For more than half a century, scientific research and technological development in maple production have been mainly undertaken or financed by two Quebec government ministries: the Ministère de l’Agriculture, des Pêcheries et de l’Alimentation du Québec (MAPAQ), for aspects related to the harvest of maple sap, its transformation, as well as to the marketing of maple products, and the Ministère des Forêts, de la Faune et des Parcs (MFFP), for all elements relating to particular forest stands which constitute sugar bushes.
In 1996, it became clear that the main partners of the Quebec maple sugar sector would have to unite their efforts and contribute to the management and financing of research and development programs. The MAPAQ took the lead by offering the main organizations of the sector a true partnership in order to build a new research centre. To this effect, the MAPAQ pledged, for a certain period, to maintain its financial contribution in order to facilitate the transfer of human resources, certain buildings, as well as all the scientific and technological expertise developed and consolidated over the years in the field of maple syrup research. In return, the other partners pledged to raise a significant portion of the sums required to finance Centre ACER activities and ensure its growth.
It was then, at the request of Mr. André Vézina, deputy-minister at the MAPAQ, that Mr. Bernard Aurouze, director of the maple sugar Research Group, then tied to the Institut de technologie agroalimentaire in Saint-Hyacinthe, met with the main leaders of the maple sugar sector to propose this type of partnership, never heard of at the time.
Understanding the importance of technological development for the maple sugar sector, the partners enthusiastically accepted the agreement in order to maintain the new knowledge obtained by applied research activities realized by a specialized and multidisciplinary group of researchers. Thus was created a dynamic research team, having industry and government support as well as all the expertise and technological knowledge of the time, ready to try and remedy certain concerning situations.
Over the course of 1997, different memorandums of understanding are concluded between the parties. In 1998, a new corporation was born: Centre de recherche, développement et de transfert technologique acéricole inc. (Centre ACER). The year 1998 was thus a year of transition between the realization of a governmental research program and the implementation of a true program proposed by the new general manager, Mr. Richard Cormier, and accepted by maple sugar sector partners during a board meeting at the Centre ACER.

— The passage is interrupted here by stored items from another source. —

//! Book REST client
//!
//! `HttpBookApi` talks to `/api/books` over reqwest. `MemoryBookApi` keeps the
//! same contract in process for tests and `--demo`.

use super::query::{self, BookPage, ListQuery};
use super::{Book, BookDraft};
use crate::config::{ApiConfig, BOOKS_PATH};
use crate::errors::ApiError;
use async_trait::async_trait;
use std::sync::atomic::{AtomicBool, Ordering};
use std::sync::Mutex;
use std::time::Duration;

/// CRUD over the book collection
#[async_trait]
pub trait BookApi: Send + Sync {
    /// Every stored book, in server order
    async fn fetch_all(&self) -> Result<Vec<Book>, ApiError>;

    async fn get(&self, id: u64) -> Result<Book, ApiError>;

    async fn create(&self, draft: &BookDraft) -> Result<Book, ApiError>;

    async fn update(&self, id: u64, draft: &BookDraft) -> Result<(), ApiError>;

    async fn delete(&self, id: u64) -> Result<(), ApiError>;

    /// Fetch everything, then search/filter/sort/page locally
    async fn list(&self, query: &ListQuery) -> Result<BookPage, ApiError> {
        let all = self.fetch_all().await?;
        Ok(query::apply(all, query))
    }
}

/// reqwest-backed client
#[derive(Debug, Clone)]
pub struct HttpBookApi {
    client: reqwest::Client,
    collection: url::Url,
}

impl HttpBookApi {
    pub fn new(config: &ApiConfig) -> Result<Self, ApiError> {
        let invalid = |reason: String| ApiError::InvalidUrl {
            url: config.base_url.clone(),
            reason,
        };

        let base = url::Url::parse(&config.base_url).map_err(|e| invalid(e.to_string()))?;
        if base.cannot_be_a_base() {
            return Err(invalid("not a base URL".to_string()));
        }
        let collection = base.join(BOOKS_PATH).map_err(|e| invalid(e.to_string()))?;

        let client = reqwest::Client::builder()
            .timeout(Duration::from_secs(config.timeout_secs))
            .build()?;

        tracing::debug!(url = %collection, "Book API client ready");
        Ok(Self { client, collection })
    }

    fn item_url(&self, id: u64) -> String {
        format!("{}/{id}", self.collection.as_str().trim_end_matches('/'))
    }
}

fn check(response: &reqwest::Response, context: &'static str) -> Result<(), ApiError> {
    let status = response.status();
    if status.is_success() {
        Ok(())
    } else {
        tracing::warn!(status = status.as_u16(), context, "Book API request rejected");
        Err(ApiError::Status {
            status: status.as_u16(),
            context,
        })
    }
}

#[async_trait]
impl BookApi for HttpBookApi {
    async fn fetch_all(&self) -> Result<Vec<Book>, ApiError> {
        let response = self.client.get(self.collection.clone()).send().await?;
        check(&response, "Failed to fetch books")?;
        let body = response.text().await?;
        Ok(serde_json::from_str(&body)?)
    }

    async fn get(&self, id: u64) -> Result<Book, ApiError> {
        let response = self.client.get(self.item_url(id)).send().await?;
        if !response.status().is_success() {
            return Err(ApiError::NotFound(id));
        }
        let body = response.text().await?;
        Ok(serde_json::from_str(&body)?)
    }

    async fn create(&self, draft: &BookDraft) -> Result<Book, ApiError> {
        let response = self
            .client
            .post(self.collection.clone())
            .json(draft)
            .send()
            .await?;
        check(&response, "Failed to create book")?;
        let body = response.text().await?;
        Ok(serde_json::from_str(&body)?)
    }

    async fn update(&self, id: u64, draft: &BookDraft) -> Result<(), ApiError> {
        let response = self.client.put(self.item_url(id)).json(draft).send().await?;
        check(&response, "Failed to update book")
    }

    async fn delete(&self, id: u64) -> Result<(), ApiError> {
        let response = self.client.delete(self.item_url(id)).send().await?;
        check(&response, "Failed to delete book")
    }
}

/// In-process book store
#[derive(Debug, Default)]
pub struct MemoryBookApi {
    books: Mutex<Vec<Book>>,
    failing: AtomicBool,
}

impl MemoryBookApi {
    pub fn new(books: Vec<Book>) -> Self {
        Self {
            books: Mutex::new(books),
            failing: AtomicBool::new(false),
        }
    }

    /// A small library for demo mode
    pub fn seeded() -> Self {
        let sample = [
            ("The Midnight Library", "Matt Haig", "Fantasy", 2020, "Available"),
            ("Sapiens", "Yuval Noah Harari", "History", 2011, "Issued"),
            ("Dune", "Frank Herbert", "Science Fiction", 1965, "Available"),
            ("Educated", "Tara Westover", "Memoir", 2018, "Available"),
            ("1984", "George Orwell", "Dystopian", 1949, "Issued"),
            ("The Road", "Cormac McCarthy", "Post-Apocalyptic", 2006, "Available"),
            ("Meditations", "Marcus Aurelius", "Philosophy", 1558, "Available"),
            ("Atomic Habits", "James Clear", "Self-Help", 2018, "Issued"),
            ("Pride and Prejudice", "Jane Austen", "Romance", 1813, "Available"),
            ("The Shining", "Stephen King", "Horror", 1977, "Available"),
            ("Gone Girl", "Gillian Flynn", "Thriller", 2012, "Issued"),
            ("Steve Jobs", "Walter Isaacson", "Biography", 2011, "Available"),
        ];

        let books = sample
            .into_iter()
            .zip(1u64..)
            .map(|((title, author, genre, year, status), id)| Book {
                id,
                title: title.to_string(),
                author: author.to_string(),
                genre: genre.to_string(),
                published_year: year,
                status: status.to_string(),
            })
            .collect();
        Self::new(books)
    }

    /// Make every call fail with a 500 until switched back
    #[cfg(test)]
    pub fn set_failing(&self, failing: bool) {
        self.failing.store(failing, Ordering::SeqCst);
    }

    fn guard(&self, context: &'static str) -> Result<(), ApiError> {
        if self.failing.load(Ordering::SeqCst) {
            Err(ApiError::Status {
                status: 500,
                context,
            })
        } else {
            Ok(())
        }
    }

    fn books(&self) -> std::sync::MutexGuard<'_, Vec<Book>> {
        self.books.lock().unwrap_or_else(|e| e.into_inner())
    }
}

#[async_trait]
impl BookApi for MemoryBookApi {
    async fn fetch_all(&self) -> Result<Vec<Book>, ApiError> {
        self.guard("Failed to fetch books")?;
        Ok(self.books().clone())
    }

    async fn get(&self, id: u64) -> Result<Book, ApiError> {
        if self.failing.load(Ordering::SeqCst) {
            return Err(ApiError::NotFound(id));
        }
        self.books()
            .iter()
            .find(|b| b.id == id)
            .cloned()
            .ok_or(ApiError::NotFound(id))
    }

    async fn create(&self, draft: &BookDraft) -> Result<Book, ApiError> {
        self.guard("Failed to create book")?;
        let mut books = self.books();
        let id = books.iter().map(|b| b.id).max().unwrap_or(0) + 1;
        let book = draft.clone().into_book(id);
        books.push(book.clone());
        Ok(book)
    }

    async fn update(&self, id: u64, draft: &BookDraft) -> Result<(), ApiError> {
        self.guard("Failed to update book")?;
        let mut books = self.books();
        let slot = books
            .iter_mut()
            .find(|b| b.id == id)
            .ok_or(ApiError::Status {
                status: 404,
                context: "Failed to update book",
            })?;
        *slot = draft.clone().into_book(id);
        Ok(())
    }

    async fn delete(&self, id: u64) -> Result<(), ApiError> {
        self.guard("Failed to delete book")?;
        let mut books = self.books();
        let before = books.len();
        books.retain(|b| b.id != id);
        if books.len() == before {
            return Err(ApiError::Status {
                status: 404,
                context: "Failed to delete book",
            });
        }
        Ok(())
    }
}

#[cfg(test)]
mod tests {
    use super::*;

    fn draft(title: &str) -> BookDraft {
        BookDraft {
            title: title.to_string(),
            author: "Ursula K. Le Guin".to_string(),
            genre: "Science Fiction".to_string(),
            published_year: 1969,
            status: "Available".to_string(),
        }
    }

    #[tokio::test]
    async fn test_memory_crud_cycle() {
        let api = MemoryBookApi::default();

        let created = api.create(&draft("The Left Hand of Darkness")).await.unwrap();
        assert_eq!(created.id, 1);

        let mut edited = draft("The Dispossessed");
        edited.status = "Issued".to_string();
        api.update(created.id, &edited).await.unwrap();

        let fetched = api.get(created.id).await.unwrap();
        assert_eq!(fetched.title, "The Dispossessed");
        assert_eq!(fetched.status, "Issued");

        api.delete(created.id).await.unwrap();
        assert!(matches!(api.get(created.id).await, Err(ApiError::NotFound(1))));
    }

    #[tokio::test]
    async fn test_memory_list_applies_query() {
        let api = MemoryBookApi::seeded();
        let mut query = ListQuery::new(5);
        query.status = Some("Issued".to_string());

        let page = api.list(&query).await.unwrap();
        assert_eq!(page.item_count, 4);
        assert!(page.items.windows(2).all(|w| w[0].id > w[1].id));
    }

    #[tokio::test]
    async fn test_failing_store_reports_context() {
        let api = MemoryBookApi::seeded();
        api.set_failing(true);

        let err = api.delete(1).await.unwrap_err();
        assert_eq!(err.to_string(), "Failed to delete book (HTTP 500)");

        api.set_failing(false);
        assert!(api.delete(1).await.is_ok());
    }

    #[tokio::test]
    async fn test_delete_missing_book_fails() {
        let api = MemoryBookApi::seeded();
        assert!(matches!(
            api.delete(999).await,
            Err(ApiError::Status { status: 404, .. })
        ));
    }

    #[test]
    fn test_http_client_builds_collection_url() {
        let config = ApiConfig {
            base_url: "http://books.local:8080/".to_string(),
            timeout_secs: 5,
        };
        let api = HttpBookApi::new(&config).unwrap();
        assert_eq!(api.collection.as_str(), "http://books.local:8080/api/books");
        assert_eq!(api.item_url(7), "http://books.local:8080/api/books/7");
    }

    #[test]
    fn test_http_client_rejects_bad_url() {
        let config = ApiConfig {
            base_url: "not a url".to_string(),
            timeout_secs: 5,
        };
        assert!(matches!(
            HttpBookApi::new(&config),
            Err(ApiError::InvalidUrl { .. })
        ));
    }
}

In 2004, a new infrastructure was inaugurated in order to replace the century-old buildings erected on the site of the Saint-Norbert-d’Arthabaska sugar bush. The modern architectural concept chosen for these new buildings reflected the research and development function of the Centre ACER. Some structural elements also evoked the original building.
For this important project, the Centre ACER would like to highlight the exceptional collaboration of its main financial partners such as the ministère du Développement économique et régional (MDER), the ministère de l’Agriculture, des Pêcheries et de l’Alimentation du Québec (MAPAQ), as well as the members of the corporation who, in addition to their annual contribution, have agreed to inject substantial amounts to complete the sums required by the governmental financing programs. It is also important to highlight the quality of the professionals (architects, engineers, and construction workers) associated with the project and who proposed often audacious technical solutions to respond to the operational constraints of an exceptional building on many levels. Lastly, we would also like to mention the contribution of the scientific and technical personnel of the Centre ACER.